Task to complete:
Would you please write out the records below exactly as they appear?

The data:
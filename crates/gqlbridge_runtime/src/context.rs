//! Request-scoped execution context.

use serde::de::DeserializeOwned;
use serde::Serialize;
use serde_json::{Map, Value};
use std::any::{Any, TypeId};
use std::collections::HashMap;
use std::sync::Arc;

/// Execution context shared read-only by all resolvers of a request.
///
/// Clones are cheap: the contents sit behind `Arc`s and are copied only
/// when a clone is modified.
#[derive(Clone, Default)]
pub struct Context {
    data: Arc<HashMap<String, Value>>,
    typed: Arc<HashMap<TypeId, Arc<dyn Any + Send + Sync>>>,
    variables: Arc<Map<String, Value>>,
}

impl Context {
    /// Creates a new context.
    pub fn new() -> Self {
        Self::default()
    }

    /// Sets a value in the context.
    pub fn set<T: Serialize>(&mut self, key: impl Into<String>, value: T) {
        if let Ok(v) = serde_json::to_value(value) {
            Arc::make_mut(&mut self.data).insert(key.into(), v);
        }
    }

    /// Builder form of [`Context::set`].
    #[must_use]
    pub fn with<T: Serialize>(mut self, key: impl Into<String>, value: T) -> Self {
        self.set(key, value);
        self
    }

    /// Gets a value from the context.
    pub fn get<T: DeserializeOwned>(&self, key: &str) -> Option<T> {
        self.data
            .get(key)
            .and_then(|v| serde_json::from_value(v.clone()).ok())
    }

    /// Gets a raw JSON value from the context.
    pub fn value(&self, key: &str) -> Option<&Value> {
        self.data.get(key)
    }

    /// Stores a typed value, one per Rust type.
    pub fn insert<T: Any + Send + Sync>(&mut self, value: T) {
        Arc::make_mut(&mut self.typed).insert(TypeId::of::<T>(), Arc::new(value));
    }

    /// Gets a typed value stored with [`Context::insert`].
    pub fn data<T: Any + Send + Sync>(&self) -> Option<&T> {
        self.typed
            .get(&TypeId::of::<T>())
            .and_then(|value| value.downcast_ref::<T>())
    }

    /// Returns the coerced variables of the running operation.
    pub fn variables(&self) -> &Map<String, Value> {
        &self.variables
    }

    /// Gets a variable by name.
    pub fn variable(&self, name: &str) -> Option<&Value> {
        self.variables.get(name)
    }

    /// Returns a copy of this context carrying `variables`.
    #[must_use]
    pub fn with_variables(mut self, variables: Map<String, Value>) -> Self {
        self.variables = Arc::new(variables);
        self
    }

    /// Returns all JSON values.
    pub fn values(&self) -> impl Iterator<Item = (&String, &Value)> {
        self.data.iter()
    }
}

impl std::fmt::Debug for Context {
    fn fmt(&self, f: &mut std::fmt::Formatter<'_>) -> std::fmt::Result {
        f.debug_struct("Context")
            .field("data", &self.data)
            .field("typed_values", &self.typed.len())
            .field("variables", &self.variables)
            .finish()
    }
}

#[cfg(test)]
mod tests {
    use super::*;

    #[derive(Debug, PartialEq)]
    struct RequestId(u64);

    #[test]
    fn test_json_values() {
        let ctx = Context::new().with("user", serde_json::json!({"id": 1}));
        assert_eq!(ctx.get::<serde_json::Value>("user").unwrap()["id"], 1);
        assert!(ctx.get::<String>("missing").is_none());
    }

    #[test]
    fn test_typed_values() {
        let mut ctx = Context::new();
        ctx.insert(RequestId(7));
        assert_eq!(ctx.data::<RequestId>(), Some(&RequestId(7)));
        assert!(ctx.data::<String>().is_none());
    }

    #[test]
    fn test_clones_are_independent() {
        let base = Context::new().with("a", 1);
        let mut copy = base.clone();
        copy.set("a", 2);
        assert_eq!(base.get::<i64>("a"), Some(1));
        assert_eq!(copy.get::<i64>("a"), Some(2));
    }
}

Solution to this problem:
filename crates/gqlbridge_runtime/src/context.rs
//! Request-scoped execution context.

use serde::de::DeserializeOwned;
use serde::Serialize;
use serde_json::{Map, Value};
use std::any::{Any, TypeId};
use std::collections::HashMap;
use std::sync::Arc;

/// Execution context shared read-only by all resolvers of a request.
///
/// Clones are cheap: the contents sit behind `Arc`s and are copied only
/// when a clone is modified.
#[derive(Clone, Default)]
pub struct Context {
    data: Arc<HashMap<String, Value>>,
    typed: Arc<HashMap<TypeId, Arc<dyn Any + Send + Sync>>>,
    variables: Arc<Map<String, Value>>,
}

impl Context {
    /// Creates a new context.
    pub fn new() -> Self {
        Self::default()
    }

    /// Sets a value in the context.
    pub fn set<T: Serialize>(&mut self, key: impl Into<String>, value: T) {
        if let Ok(v) = serde_json::to_value(value) {
            Arc::make_mut(&mut self.data).insert(key.into(), v);
        }
    }

    /// Builder form of [`Context::set`].
    #[must_use]
    pub fn with<T: Serialize>(mut self, key: impl Into<String>, value: T) -> Self {
        self.set(key, value);
        self
    }

    /// Gets a value from the context.
    pub fn get<T: DeserializeOwned>(&self, key: &str) -> Option<T> {
        self.data
            .get(key)
            .and_then(|v| serde_json::from_value(v.clone()).ok())
    }

    /// Gets a raw JSON value from the context.
    pub fn value(&self, key: &str) -> Option<&Value> {
        self.data.get(key)
    }

    /// Stores a typed value, one per Rust type.
    pub fn insert<T: Any + Send + Sync>(&mut self, value: T) {
        Arc::make_mut(&mut self.typed).insert(TypeId::of::<T>(), Arc::new(value));
    }

    /// Gets a typed value stored with [`Context::insert`].
    pub fn data<T: Any + Send + Sync>(&self) -> Option<&T> {
        self.typed
            .get(&TypeId::of::<T>())
            .and_then(|value| value.downcast_ref::<T>())
    }

    /// Returns the coerced variables of the running operation.
    pub fn variables(&self) -> &Map<String, Value> {
        &self.variables
    }

    /// Gets a variable by name.
    pub fn variable(&self, name: &str) -> Option<&Value> {
        self.variables.get(name)
    }

    /// Returns a copy of this context carrying `variables`.
    #[must_use]
    pub fn with_variables(mut self, variables: Map<String, Value>) -> Self {
        self.variables = Arc::new(variables);
        self
    }

    /// Returns all JSON values.
    pub fn values(&self) -> impl Iterator<Item = (&String, &Value)> {
        self.data.iter()
    }
}

impl std::fmt::Debug for Context {
    fn fmt(&self, f: &mut std::fmt::Formatter<'_>) -> std::fmt::Result {
        f.debug_struct("Context")
            .field("data", &self.data)
            .field("typed_values", &self.typed.len())
            .field("variables", &self.variables)
            .finish()
    }
}

#[cfg(test)]
mod tests {
    use super::*;

    #[derive(Debug, PartialEq)]
    struct RequestId(u64);

    #[test]
    fn test_json_values() {
        let ctx = Context::new().with("user", serde_json::json!({"id": 1}));
        assert_eq!(ctx.get::<serde_json::Value>("user").unwrap()["id"], 1);
        assert!(ctx.get::<String>("missing").is_none());
    }

    #[test]
    fn test_typed_values() {
        let mut ctx = Context::new();
        ctx.insert(RequestId(7));
        assert_eq!(ctx.data::<RequestId>(), Some(&RequestId(7)));
        assert!(ctx.data::<String>().is_none());
    }

    #[test]
    fn test_clones_are_independent() {
        let base = Context::new().with("a", 1);
        let mut copy = base.clone();
        copy.set("a", 2);
        assert_eq!(base.get::<i64>("a"), Some(1));
        assert_eq!(copy.get::<i64>("a"), Some(2));
    }
}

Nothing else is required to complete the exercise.